#### [What you need to do]
Tally every line of the entries that contains the string "RuleSet", then reply with only that number.

#### [Exercise input]

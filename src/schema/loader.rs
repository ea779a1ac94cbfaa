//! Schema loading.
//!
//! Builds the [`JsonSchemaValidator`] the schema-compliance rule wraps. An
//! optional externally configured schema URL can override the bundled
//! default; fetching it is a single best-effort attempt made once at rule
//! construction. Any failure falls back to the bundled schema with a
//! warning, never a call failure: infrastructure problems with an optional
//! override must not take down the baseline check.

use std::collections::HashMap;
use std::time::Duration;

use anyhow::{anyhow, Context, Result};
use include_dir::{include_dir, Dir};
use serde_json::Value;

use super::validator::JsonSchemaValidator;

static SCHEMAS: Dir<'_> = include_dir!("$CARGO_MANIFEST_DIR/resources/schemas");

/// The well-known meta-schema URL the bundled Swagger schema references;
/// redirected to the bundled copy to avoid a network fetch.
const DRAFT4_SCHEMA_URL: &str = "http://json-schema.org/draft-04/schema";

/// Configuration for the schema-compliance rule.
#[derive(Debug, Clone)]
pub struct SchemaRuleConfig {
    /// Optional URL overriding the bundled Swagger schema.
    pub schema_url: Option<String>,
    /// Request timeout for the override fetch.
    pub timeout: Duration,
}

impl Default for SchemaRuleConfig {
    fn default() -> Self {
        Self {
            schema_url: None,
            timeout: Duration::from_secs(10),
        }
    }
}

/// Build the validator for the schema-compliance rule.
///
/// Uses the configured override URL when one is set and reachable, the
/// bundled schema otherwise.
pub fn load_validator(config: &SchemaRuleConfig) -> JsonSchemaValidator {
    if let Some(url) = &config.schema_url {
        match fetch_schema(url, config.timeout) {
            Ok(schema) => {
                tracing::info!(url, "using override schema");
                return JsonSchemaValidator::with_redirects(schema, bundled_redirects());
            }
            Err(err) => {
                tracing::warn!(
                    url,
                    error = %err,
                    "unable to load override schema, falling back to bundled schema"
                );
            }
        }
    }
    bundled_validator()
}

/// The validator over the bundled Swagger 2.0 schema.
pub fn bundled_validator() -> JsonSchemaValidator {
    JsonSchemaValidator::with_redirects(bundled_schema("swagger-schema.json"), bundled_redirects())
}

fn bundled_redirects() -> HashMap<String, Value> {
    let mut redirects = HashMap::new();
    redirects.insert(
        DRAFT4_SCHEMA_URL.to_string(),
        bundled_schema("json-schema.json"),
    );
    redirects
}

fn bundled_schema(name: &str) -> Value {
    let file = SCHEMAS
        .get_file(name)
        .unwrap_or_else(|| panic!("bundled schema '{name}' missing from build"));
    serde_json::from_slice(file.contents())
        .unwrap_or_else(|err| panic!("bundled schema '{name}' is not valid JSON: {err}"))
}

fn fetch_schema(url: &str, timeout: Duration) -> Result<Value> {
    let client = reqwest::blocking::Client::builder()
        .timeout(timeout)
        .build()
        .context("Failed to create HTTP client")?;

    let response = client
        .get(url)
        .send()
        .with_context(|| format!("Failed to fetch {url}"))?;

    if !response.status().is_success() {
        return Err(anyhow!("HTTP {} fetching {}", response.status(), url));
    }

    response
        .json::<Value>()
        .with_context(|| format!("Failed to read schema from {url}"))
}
--
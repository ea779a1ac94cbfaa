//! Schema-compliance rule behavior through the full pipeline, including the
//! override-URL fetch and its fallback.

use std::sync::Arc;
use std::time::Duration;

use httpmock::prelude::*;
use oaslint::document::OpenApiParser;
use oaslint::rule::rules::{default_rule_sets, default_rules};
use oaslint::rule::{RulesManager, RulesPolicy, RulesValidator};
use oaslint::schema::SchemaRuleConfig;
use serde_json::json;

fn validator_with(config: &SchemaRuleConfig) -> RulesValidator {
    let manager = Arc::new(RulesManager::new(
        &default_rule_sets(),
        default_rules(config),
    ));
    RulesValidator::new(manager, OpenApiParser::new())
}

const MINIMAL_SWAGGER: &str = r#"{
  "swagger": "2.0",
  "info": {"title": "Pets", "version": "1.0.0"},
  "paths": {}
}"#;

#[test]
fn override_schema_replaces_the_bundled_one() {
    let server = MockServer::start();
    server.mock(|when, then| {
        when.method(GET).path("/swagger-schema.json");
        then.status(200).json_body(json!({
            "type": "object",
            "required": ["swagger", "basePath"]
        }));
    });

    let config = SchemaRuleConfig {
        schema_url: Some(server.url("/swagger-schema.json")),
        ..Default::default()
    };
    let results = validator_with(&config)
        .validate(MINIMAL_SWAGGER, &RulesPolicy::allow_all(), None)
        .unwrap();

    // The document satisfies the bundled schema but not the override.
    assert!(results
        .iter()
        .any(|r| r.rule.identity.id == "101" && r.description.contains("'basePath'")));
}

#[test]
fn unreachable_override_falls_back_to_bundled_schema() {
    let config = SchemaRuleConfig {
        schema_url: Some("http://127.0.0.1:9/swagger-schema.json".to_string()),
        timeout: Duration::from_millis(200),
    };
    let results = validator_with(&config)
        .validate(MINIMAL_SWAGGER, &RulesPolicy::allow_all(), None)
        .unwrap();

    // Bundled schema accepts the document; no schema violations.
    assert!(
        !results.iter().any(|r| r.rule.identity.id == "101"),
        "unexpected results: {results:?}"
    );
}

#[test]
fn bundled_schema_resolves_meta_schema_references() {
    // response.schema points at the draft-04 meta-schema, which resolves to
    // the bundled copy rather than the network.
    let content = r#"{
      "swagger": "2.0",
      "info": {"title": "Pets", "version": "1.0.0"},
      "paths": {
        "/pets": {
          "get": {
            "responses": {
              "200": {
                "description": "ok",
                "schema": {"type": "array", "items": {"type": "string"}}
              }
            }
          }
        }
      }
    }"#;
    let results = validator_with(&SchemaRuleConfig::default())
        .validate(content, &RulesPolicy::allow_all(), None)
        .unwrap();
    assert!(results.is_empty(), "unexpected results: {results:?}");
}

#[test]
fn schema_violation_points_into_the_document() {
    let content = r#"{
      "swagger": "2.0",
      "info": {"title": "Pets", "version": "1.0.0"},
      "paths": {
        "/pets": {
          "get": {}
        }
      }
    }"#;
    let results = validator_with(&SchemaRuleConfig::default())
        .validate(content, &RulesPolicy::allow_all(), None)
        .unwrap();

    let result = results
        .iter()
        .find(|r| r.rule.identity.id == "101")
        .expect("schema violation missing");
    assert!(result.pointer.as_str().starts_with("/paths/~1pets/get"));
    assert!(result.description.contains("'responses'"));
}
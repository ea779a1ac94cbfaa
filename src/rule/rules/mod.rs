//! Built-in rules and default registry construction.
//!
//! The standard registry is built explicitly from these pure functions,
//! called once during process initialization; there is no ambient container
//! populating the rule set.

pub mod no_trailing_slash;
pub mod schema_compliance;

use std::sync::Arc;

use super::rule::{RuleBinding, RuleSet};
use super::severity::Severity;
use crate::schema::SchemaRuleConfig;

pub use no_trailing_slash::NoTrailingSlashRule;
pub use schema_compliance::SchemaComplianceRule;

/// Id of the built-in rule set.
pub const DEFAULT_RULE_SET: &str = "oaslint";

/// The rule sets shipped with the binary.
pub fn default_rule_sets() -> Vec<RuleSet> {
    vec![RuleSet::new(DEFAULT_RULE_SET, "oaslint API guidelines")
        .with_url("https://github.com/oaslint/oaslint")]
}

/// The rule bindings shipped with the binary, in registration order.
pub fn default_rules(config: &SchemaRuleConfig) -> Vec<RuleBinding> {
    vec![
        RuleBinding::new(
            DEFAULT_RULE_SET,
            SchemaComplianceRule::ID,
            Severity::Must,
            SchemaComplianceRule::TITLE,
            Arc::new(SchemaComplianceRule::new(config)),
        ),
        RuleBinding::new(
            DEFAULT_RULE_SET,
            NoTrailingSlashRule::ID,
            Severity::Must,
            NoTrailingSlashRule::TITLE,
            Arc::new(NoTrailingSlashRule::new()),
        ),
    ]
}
==
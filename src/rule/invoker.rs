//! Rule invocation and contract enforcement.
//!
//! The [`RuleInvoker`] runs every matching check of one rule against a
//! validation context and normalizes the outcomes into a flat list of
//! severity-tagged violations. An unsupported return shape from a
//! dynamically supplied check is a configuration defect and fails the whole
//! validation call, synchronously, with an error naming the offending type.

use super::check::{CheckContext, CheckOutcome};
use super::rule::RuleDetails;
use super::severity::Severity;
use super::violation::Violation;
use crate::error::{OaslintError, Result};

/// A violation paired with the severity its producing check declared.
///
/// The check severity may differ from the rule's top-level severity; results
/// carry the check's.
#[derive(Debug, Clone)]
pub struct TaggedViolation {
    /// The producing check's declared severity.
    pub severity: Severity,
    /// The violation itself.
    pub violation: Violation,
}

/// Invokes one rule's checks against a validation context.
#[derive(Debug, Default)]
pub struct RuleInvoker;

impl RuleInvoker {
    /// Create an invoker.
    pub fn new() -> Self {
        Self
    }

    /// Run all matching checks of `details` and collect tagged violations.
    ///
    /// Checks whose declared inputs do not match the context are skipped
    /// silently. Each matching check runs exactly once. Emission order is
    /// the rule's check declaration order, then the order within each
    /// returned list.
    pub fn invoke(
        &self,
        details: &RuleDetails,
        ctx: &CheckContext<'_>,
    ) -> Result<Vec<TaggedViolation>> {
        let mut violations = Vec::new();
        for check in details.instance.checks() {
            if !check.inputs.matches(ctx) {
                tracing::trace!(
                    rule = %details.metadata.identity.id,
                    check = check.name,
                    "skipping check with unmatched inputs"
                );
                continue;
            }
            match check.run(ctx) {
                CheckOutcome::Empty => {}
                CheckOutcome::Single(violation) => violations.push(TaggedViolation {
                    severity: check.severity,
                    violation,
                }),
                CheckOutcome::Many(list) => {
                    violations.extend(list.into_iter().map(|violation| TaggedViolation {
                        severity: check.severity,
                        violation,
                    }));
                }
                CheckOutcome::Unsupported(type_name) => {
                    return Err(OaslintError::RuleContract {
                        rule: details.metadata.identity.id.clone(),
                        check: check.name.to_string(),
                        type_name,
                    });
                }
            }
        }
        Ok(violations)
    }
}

#### [Task answer]
3